Work instructions: Each entry must be reproduced precisely as it stands.

(Saved data entries)
=== Section Start ===

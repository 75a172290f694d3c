//! Reference world - ground truth, map generation and the simulator
//!
//! The cognition core never reads anything in here. It exists so the agent
//! can be run end to end.

pub mod environment;
pub mod generator;
pub mod map;

pub use environment::{Environment, StepResult};
pub use generator::generate_map;
pub use map::{load_world_map, parse_world_map, WorldMap};
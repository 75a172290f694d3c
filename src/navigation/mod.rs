//! Path planning over the belief grid

pub mod pathfinding;
pub mod planner;

pub use pathfinding::{entry_cost, find_route, Route, StepCosts};
pub use planner::PathPlanner;
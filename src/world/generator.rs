//! Seeded random map generation

use rand::seq::SliceRandom;
use rand::{Rng, SeedableRng};
use rand_chacha::ChaCha8Rng;

use crate::core::constants::MAX_GRID_SIZE;
use crate::core::error::{AgentError, Result};
use crate::core::types::Coord;
use crate::world::map::WorldMap;

/// Generate a random map.
///
/// The entry and its two neighbors never hold a threat. Wumpuses are placed
/// first, then every remaining cell becomes a pit with `pit_probability`,
/// then the gold goes to a random empty cell (possibly the entry).
pub fn generate_map(size: u32, wumpus_count: u32, pit_probability: f32, seed: u64) -> Result<WorldMap> {
    if size == 0 || size > MAX_GRID_SIZE {
        return Err(AgentError::InvalidConfig(format!(
            "map size ({}) must be within 1..={}",
            size, MAX_GRID_SIZE
        )));
    }
    if !(0.0..=1.0).contains(&pit_probability) {
        return Err(AgentError::InvalidConfig(format!(
            "pit_probability ({}) must be within [0, 1]",
            pit_probability
        )));
    }

    let mut rng = ChaCha8Rng::seed_from_u64(seed);
    let side = size as i32;
    let safe_start = [Coord::new(0, 0), Coord::new(1, 0), Coord::new(0, 1)];

    let mut candidates: Vec<Coord> = (0..side)
        .flat_map(|x| (0..side).map(move |y| Coord::new(x, y)))
        .filter(|c| !safe_start.contains(c))
        .collect();

    let count = (wumpus_count as usize).min(candidates.len());
    let wumpuses: Vec<Coord> = candidates
        .choose_multiple(&mut rng, count)
        .copied()
        .collect();
    candidates.retain(|c| !wumpuses.contains(c));

    let pits: Vec<Coord> = candidates
        .into_iter()
        .filter(|_| rng.gen::<f32>() < pit_probability)
        .collect();

    let empty: Vec<Coord> = (0..side)
        .flat_map(|x| (0..side).map(move |y| Coord::new(x, y)))
        .filter(|c| !wumpuses.contains(c) && !pits.contains(c))
        .collect();
    let gold = empty.choose(&mut rng).copied().unwrap_or(Coord::new(0, 0));

    Ok(WorldMap::new(size, wumpuses, pits, gold))
}

#[cfg(test)]
mod tests {
    use super::*;

    #[test]
    fn test_same_seed_same_map() {
        let a = generate_map(8, 2, 0.2, 42).unwrap();
        let b = generate_map(8, 2, 0.2, 42).unwrap();
        assert_eq!(a, b);
    }

    #[test]
    fn test_generated_maps_are_valid() {
        for seed in 0..50 {
            let map = generate_map(6, 2, 0.25, seed).unwrap();
            map.validate().unwrap();
            assert_eq!(map.wumpuses.len(), 2);
            for c in [Coord::new(1, 0), Coord::new(0, 1)] {
                assert!(!map.has_pit(c) && !map.has_wumpus(c));
            }
        }
    }

    #[test]
    fn test_tiny_map_caps_wumpuses() {
        let map = generate_map(2, 5, 0.0, 7).unwrap();
        assert_eq!(map.wumpuses, vec![Coord::new(1, 1)]);
        assert!(map.pits.is_empty());
    }

    #[test]
    fn test_rejects_bad_probability() {
        assert!(generate_map(4, 1, 1.5, 0).is_err());
    }

    #[test]
    fn test_rejects_oversized_grid() {
        assert!(generate_map(MAX_GRID_SIZE + 1, 1, 0.1, 0).is_err());
    }
}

=== Section End ===

Answer area:
repository 75a172290f694d3c
//! Reference world - ground truth, map generation and the simulator
//!
//! The cognition core never reads anything in here. It exists so the agent
//! can be run end to end.

pub mod environment;
pub mod generator;
pub mod map;

pub use environment::{Environment, StepResult};
pub use generator::generate_map;
pub use map::{load_world_map, parse_world_map, WorldMap};
repository 75a172290f694d3c
filename src/navigation/mod.rs
//! Path planning over the belief grid

pub mod pathfinding;
pub mod planner;

pub use pathfinding::{entry_cost, find_route, Route, StepCosts};
pub use planner::PathPlanner;
filename src/world/generator.rs
//! Seeded random map generation

use rand::seq::SliceRandom;
use rand::{Rng, SeedableRng};
use rand_chacha::ChaCha8Rng;

use crate::core::constants::MAX_GRID_SIZE;
use crate::core::error::{AgentError, Result};
use crate::core::types::Coord;
use crate::world::map::WorldMap;

/// Generate a random map.
///
/// The entry and its two neighbors never hold a threat. Wumpuses are placed
/// first, then every remaining cell becomes a pit with `pit_probability`,
/// then the gold goes to a random empty cell (possibly the entry).
pub fn generate_map(size: u32, wumpus_count: u32, pit_probability: f32, seed: u64) -> Result<WorldMap> {
    if size == 0 || size > MAX_GRID_SIZE {
        return Err(AgentError::InvalidConfig(format!(
            "map size ({}) must be within 1..={}",
            size, MAX_GRID_SIZE
        )));
    }
    if !(0.0..=1.0).contains(&pit_probability) {
        return Err(AgentError::InvalidConfig(format!(
            "pit_probability ({}) must be within [0, 1]",
            pit_probability
        )));
    }

    let mut rng = ChaCha8Rng::seed_from_u64(seed);
    let side = size as i32;
    let safe_start = [Coord::new(0, 0), Coord::new(1, 0), Coord::new(0, 1)];

    let mut candidates: Vec<Coord> = (0..side)
        .flat_map(|x| (0..side).map(move |y| Coord::new(x, y)))
        .filter(|c| !safe_start.contains(c))
        .collect();

    let count = (wumpus_count as usize).min(candidates.len());
    let wumpuses: Vec<Coord> = candidates
        .choose_multiple(&mut rng, count)
        .copied()
        .collect();
    candidates.retain(|c| !wumpuses.contains(c));

    let pits: Vec<Coord> = candidates
        .into_iter()
        .filter(|_| rng.gen::<f32>() < pit_probability)
        .collect();

    let empty: Vec<Coord> = (0..side)
        .flat_map(|x| (0..side).map(move |y| Coord::new(x, y)))
        .filter(|c| !wumpuses.contains(c) && !pits.contains(c))
        .collect();
    let gold = empty.choose(&mut rng).copied().unwrap_or(Coord::new(0, 0));

    Ok(WorldMap::new(size, wumpuses, pits, gold))
}

#[cfg(test)]
mod tests {
    use super::*;

    #[test]
    fn test_same_seed_same_map() {
        let a = generate_map(8, 2, 0.2, 42).unwrap();
        let b = generate_map(8, 2, 0.2, 42).unwrap();
        assert_eq!(a, b);
    }

    #[test]
    fn test_generated_maps_are_valid() {
        for seed in 0..50 {
            let map = generate_map(6, 2, 0.25, seed).unwrap();
            map.validate().unwrap();
            assert_eq!(map.wumpuses.len(), 2);
            for c in [Coord::new(1, 0), Coord::new(0, 1)] {
                assert!(!map.has_pit(c) && !map.has_wumpus(c));
            }
        }
    }

    #[test]
    fn test_tiny_map_caps_wumpuses() {
        let map = generate_map(2, 5, 0.0, 7).unwrap();
        assert_eq!(map.wumpuses, vec![Coord::new(1, 1)]);
        assert!(map.pits.is_empty());
    }

    #[test]
    fn test_rejects_bad_probability() {
        assert!(generate_map(4, 1, 1.5, 0).is_err());
    }

    #[test]
    fn test_rejects_oversized_grid() {
        assert!(generate_map(MAX_GRID_SIZE + 1, 1, 0.1, 0).is_err());
    }
}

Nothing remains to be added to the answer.